Preliminary figures indicate that outlays were lower in October 1999 than in October 1998. But in 1998, November 1 fell on a weekend, so about $10 billion in payments normally made on the first day of the month were instead disbursed at the end of October. After adjusting for that calendar effect, outlays were higher this October than they were last October, largely because of substantial payments to farmers. Medicare spending, however, was below the October 1998 level.

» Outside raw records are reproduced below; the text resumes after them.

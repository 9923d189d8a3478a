//! Prompt templates
//!
//! F-string style templates: `{variable}` placeholders filled from a
//! map. The fill is a single forward scan; unknown placeholders are
//! kept literally so stray braces in user text survive untouched.

use std::collections::HashMap;

use crate::error::{Error, Result};

/// Instructions for the web-developer agent, sent as the system message
/// on every generation call.
pub const DEVELOPER_AGENT_INSTRUCTIONS: &str = "\
You are an expert front-end developer. You will be given a description of a webpage.
Your job is to output a single HTML file (with <html>, <head>, <body> tags) that implements the description.
Include any required CSS in a <style> tag in the head for internal styling. Do NOT use external CSS files.
Your response should contain only the HTML code, nothing else.";

/// Task template filled with the user's page description.
pub const PAGE_TASK_TEMPLATE: &str = "\
Create a basic styled webpage based on the following requirements:
\"\"\"{specification}\"\"\"

Requirements:
 - Use HTML5 with a head and body section.
 - Add internal CSS styles in a <style> tag for styling as needed.
 - The content and design should match the description above.
Output only the complete HTML code for the page.";

/// A text template with `{variable}` placeholders.
#[derive(Debug, Clone)]
pub struct PromptTemplate {
    template: String,
    input_variables: Vec<String>,
}

impl PromptTemplate {
    /// Create a template, extracting its input variables.
    pub fn new(template: impl Into<String>) -> Self {
        let template = template.into();
        let input_variables = extract_variables(&template);
        Self {
            template,
            input_variables,
        }
    }

    /// The variables this template requires.
    #[must_use]
    pub fn input_variables(&self) -> &[String] {
        &self.input_variables
    }

    /// The raw template text.
    #[must_use]
    pub fn template(&self) -> &str {
        &self.template
    }

    /// Fill the template with the given variables.
    ///
    /// Every variable the template names must be present, otherwise
    /// this is an [`Error::InvalidInput`].
    pub fn format(&self, variables: &HashMap<String, String>) -> Result<String> {
        let missing: Vec<&str> = self
            .input_variables
            .iter()
            .filter(|v| !variables.contains_key(*v))
            .map(String::as_str)
            .collect();
        if !missing.is_empty() {
            return Err(Error::invalid_input(format!(
                "Missing required input variables: {}",
                missing.join(", ")
            )));
        }

        Ok(fill(&self.template, variables))
    }
}

/// Collect `{variable}` names from a template, in first-seen order.
fn extract_variables(template: &str) -> Vec<String> {
    let mut variables = Vec::new();
    let mut remaining = template;

    while let Some(start) = remaining.find('{') {
        remaining = &remaining[start + 1..];
        if let Some(end) = remaining.find('}') {
            let name = &remaining[..end];
            if !name.is_empty()
                && !name.contains('{')
                && !variables.iter().any(|v| v == name)
            {
                variables.push(name.to_string());
            }
            remaining = &remaining[end + 1..];
        } else {
            break;
        }
    }

    variables
}

/// Substitute `{variable}` placeholders in one forward scan.
///
/// Placeholders with no matching variable, and unmatched braces, are
/// copied through literally.
fn fill(template: &str, variables: &HashMap<String, String>) -> String {
    let mut result = String::with_capacity(template.len());
    let mut remaining = template;

    while let Some(start) = remaining.find('{') {
        result.push_str(&remaining[..start]);
        remaining = &remaining[start..];

        if let Some(end) = remaining.find('}') {
            let key = &remaining[1..end];
            if let Some(value) = variables.get(key) {
                result.push_str(value);
            } else {
                result.push_str(&remaining[..=end]);
            }
            remaining = &remaining[end + 1..];
        } else {
            result.push('{');
            remaining = &remaining[1..];
        }
    }

    result.push_str(remaining);
    result
}

#[cfg(test)]
#[allow(clippy::unwrap_used)]
mod tests {
    use super::*;
    use pretty_assertions::assert_eq;

    fn vars(pairs: &[(&str, &str)]) -> HashMap<String, String> {
        pairs
            .iter()
            .map(|(k, v)| ((*k).to_string(), (*v).to_string()))
            .collect()
    }

    #[test]
    fn test_extract_variables() {
        let template = PromptTemplate::new("Hello {name}, you asked for {thing}");
        assert_eq!(template.input_variables(), &["name", "thing"]);
    }

    #[test]
    fn test_extract_variables_dedupe() {
        let template = PromptTemplate::new("{name} and {name} again");
        assert_eq!(template.input_variables(), &["name"]);
    }

    #[test]
    fn test_format_basic() {
        let template = PromptTemplate::new("Hello {name}!");
        let result = template.format(&vars(&[("name", "Alice")])).unwrap();
        assert_eq!(result, "Hello Alice!");
    }

    #[test]
    fn test_format_repeated_variable() {
        let template = PromptTemplate::new("{word}, {word}!");
        let result = template.format(&vars(&[("word", "again")])).unwrap();
        assert_eq!(result, "again, again!");
    }

    #[test]
    fn test_format_missing_variable_errors() {
        let template = PromptTemplate::new("Hello {name}!");
        let err = template.format(&HashMap::new()).unwrap_err();
        assert!(matches!(err, Error::InvalidInput(_)));
        assert!(err.to_string().contains("name"));
    }

    #[test]
    fn test_format_preserves_unmatched_brace() {
        let template = PromptTemplate::new("a { dangling");
        assert_eq!(template.input_variables().len(), 0);
        let result = template.format(&HashMap::new()).unwrap();
        assert_eq!(result, "a { dangling");
    }

    #[test]
    fn test_page_task_template_has_specification_variable() {
        let template = PromptTemplate::new(PAGE_TASK_TEMPLATE);
        assert_eq!(template.input_variables(), &["specification"]);
    }

    #[test]
    fn test_page_task_template_fill() {
        let template = PromptTemplate::new(PAGE_TASK_TEMPLATE);
        let result = template
            .format(&vars(&[("specification", "a red button that says Hello")]))
            .unwrap();

        // The description lands inside the triple-quoted block
        assert!(result.contains("\"\"\"a red button that says Hello\"\"\""));
        // The fixed requirements survive the fill verbatim
        assert!(result.contains("Use HTML5 with a head and body section."));
        assert!(result.contains("Output only the complete HTML code for the page."));
        assert!(!result.contains("{specification}"));
    }

    #[test]
    fn test_agent_instructions_are_static() {
        // The system message carries no placeholders
        let template = PromptTemplate::new(DEVELOPER_AGENT_INSTRUCTIONS);
        assert!(template.input_variables().is_empty());
        assert!(DEVELOPER_AGENT_INSTRUCTIONS.contains("only the HTML code"));
    }
}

CURRENT PROJECTIONS FOR FISCAL YEAR 2000
In its July 1 budget update, CBO projected the budget results for fiscal
year 2000, assuming that current laws affecting revenues and entitlement
programs do not change and that outlays for discretionary spending equal
their statutory caps. Under those baseline assumptions, CBO estimated a
budget surplus of $161 billion for 2000, including an on-budget surplus
of $14 billion. Although the first session of the 106th Congress is not
over yet, Congressional action to date on the appropriation bills for fiscal
year 2000 indicates that discretionary spending is likely to exceed CBO's
July estimate of the caps by a significant amount. As a result, the total
surplus in 2000 is likely to fall short of CBO's baseline projection.
NOTE: Unless otherwise indicated, the figures in this
report include the Social Security trust funds and the Postal Service fund,
which are off-budget. Numbers may not add up to totals because of rounding.